I've just checked it out and it's much closer to a Twitter clone than I anticipated. Now it's clear why Elon made the drastic decision to mess with substack links on Twitter. The site is clean and simple.
I'm very disappointed in Musk for essentially ruining one of the world's great information platforms. Mastodon was just not the thing people were looking for. I hope this takes off.
I hope it doesn't. Because it essentially sets us up for a repeat. If Mastodon was 'just not the thing people were looking for' then at least it solves the problems that both Twitter and Substack have, which is that they are not federated. Better to fix Mastodon than to waste another decade on something that will ultimately blow up and with the way Substack has - in my head at least - been associated negatively with crap content it will probably be sooner rather than later.
Unfortunately, this perspective seems very head-in-a-bubble to me. It's a tiny tiny number of people who think the problem with Twitter and Substack is that they aren't federated. Federation isn't a feature people broadly care about. If it makes the platform work better, great! But I don't think that's the case for Mastodon or any other federated platform I've come across. It's the opposite, they make concessions on the experience in order to support federation. That would be ok if those sacrifices were for functionality people really want, but federation just ... isn't that.
I disagree. Federation is a feature people want, but they don't know about the concept.
When I show people that I can talk to Signal, WhatsApp, and Signal through a single app, they're pretty impressed. I wouldn't expect most people to set up a Matrix bridging system like I did, same with most Mastodon servers, but it's a feature people do generally want.
With Mastodon, most people first ask "but how do I follow people on Twitter", which often leads to pointing at bridges that may stop working at any point and have no official status, and often get blocked on small servers because of the overwhelming wave of moderation spam they cause.
Phone manufacturers back in the day used to have quite commonly used "social hub" apps that would combine various social media sources into a single UI, but they were all tied to their own brand that either got too difficult to maintain or lost the phone wars (HTC and Blackberry had quite well-received integrations if I recall).
The past years we've been stuck with a locked in ecosystem for so long that the mere idea of two different apps interoperating has become inconceivable to the mainstream.
I hope the DMA, which will force messenger apps to interoperate, will bring back the knowledge that it's possible to do so at the very least.
> I disagree. Federation is a feature people want, but they don't know about the concept.
I think they want it, but by an order of magnitude more, they want simple UX. Everything else is a distant second. UX is the foundation upon which everything else is built. Without an excellent UX, the audience will forever remain niche.
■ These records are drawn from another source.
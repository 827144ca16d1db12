use anyhow::Result;
use clap::{Parser, Subcommand};

use labelbook::audit::AuditQuery;
use labelbook::cli::{
    handle_budget_command, handle_config_command, handle_label_command, handle_report_command,
    handle_rule_command, handle_split_command, handle_transaction_command, BudgetCommands,
    ConfigCommands, LabelCommands, ReportCommands, RuleCommands, SplitCommands,
    TransactionCommands, Workspace,
};
use labelbook::config::LabelbookPaths;

#[derive(Parser)]
#[command(
    name = "labelbook",
    version,
    about = "Rule-based transaction labeling, splitting and budget tracking",
    long_about = "labelbook imports bank statements, assigns labels to transactions \
                  with match rules or by hand, splits expenses across labels, and \
                  reports monthly trends and budget status."
)]
struct Cli {
    #[command(subcommand)]
    command: Option<Commands>,
}

#[derive(Subcommand)]
enum Commands {
    /// Label management commands
    #[command(subcommand)]
    Label(LabelCommands),

    /// Match rule commands
    #[command(subcommand)]
    Rule(RuleCommands),

    /// Transaction commands
    #[command(subcommand, alias = "transaction")]
    Tx(TransactionCommands),

    /// Split commands
    #[command(subcommand)]
    Split(SplitCommands),

    /// Budget commands
    #[command(subcommand)]
    Budget(BudgetCommands),

    #[command(flatten)]
    Report(ReportCommands),

    /// Show recent changes from the audit log
    History {
        /// Number of entries to show
        #[arg(short = 'n', long, default_value = "20")]
        limit: usize,

        /// Only changes to this label, its rules, splits and assignments
        #[arg(short, long)]
        label: Option<String>,
    },

    /// Show or change configuration
    Config {
        #[command(subcommand)]
        command: Option<ConfigCommands>,
    },
}

fn main() -> Result<()> {
    labelbook::init_tracing();
    let cli = Cli::parse();

    let Some(command) = cli.command else {
        println!("labelbook - rule-based transaction labeling");
        println!();
        println!("Run 'labelbook --help' for usage information.");
        return Ok(());
    };

    let paths = LabelbookPaths::new()?;
    let mut ws = Workspace::open(paths)?;

    match command {
        Commands::Label(cmd) => handle_label_command(&mut ws, cmd)?,
        Commands::Rule(cmd) => handle_rule_command(&mut ws, cmd)?,
        Commands::Tx(cmd) => handle_transaction_command(&mut ws, cmd)?,
        Commands::Split(cmd) => handle_split_command(&mut ws, cmd)?,
        Commands::Budget(cmd) => handle_budget_command(&mut ws, cmd)?,
        Commands::Report(cmd) => handle_report_command(&ws, cmd)?,
        Commands::History { limit, label } => {
            let mut query = AuditQuery::recent(limit);
            if let Some(label) = label {
                query = query.for_label(ws.engine.find_label(&label)?.id);
            }
            let entries = ws.audit().query(&query)?;
            if entries.is_empty() {
                println!("No changes recorded yet.");
            }
            for entry in entries {
                println!("{}", entry.format_human_readable());
            }
        }
        Commands::Config { command } => {
            handle_config_command(&mut ws, command.unwrap_or(ConfigCommands::Show))?
        }
    }

    ws.commit()?;
    Ok(())
}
I tried to just sign up to Mastodon, and it was a clusterfuck of proportions so unbelievable that I can't believe it has as many users as it does - and it only has a couple million users.
Federation is someone doing a cool card trick at a cocktail party. Does it look cool? Yes. Is anyone going to go out and buy a deck of cards the next morning and learn how to do it? No.
Federation is the core of the internet and that has taken off, so sure they do. Email and phone numbers took off, isolated ISPs all died out.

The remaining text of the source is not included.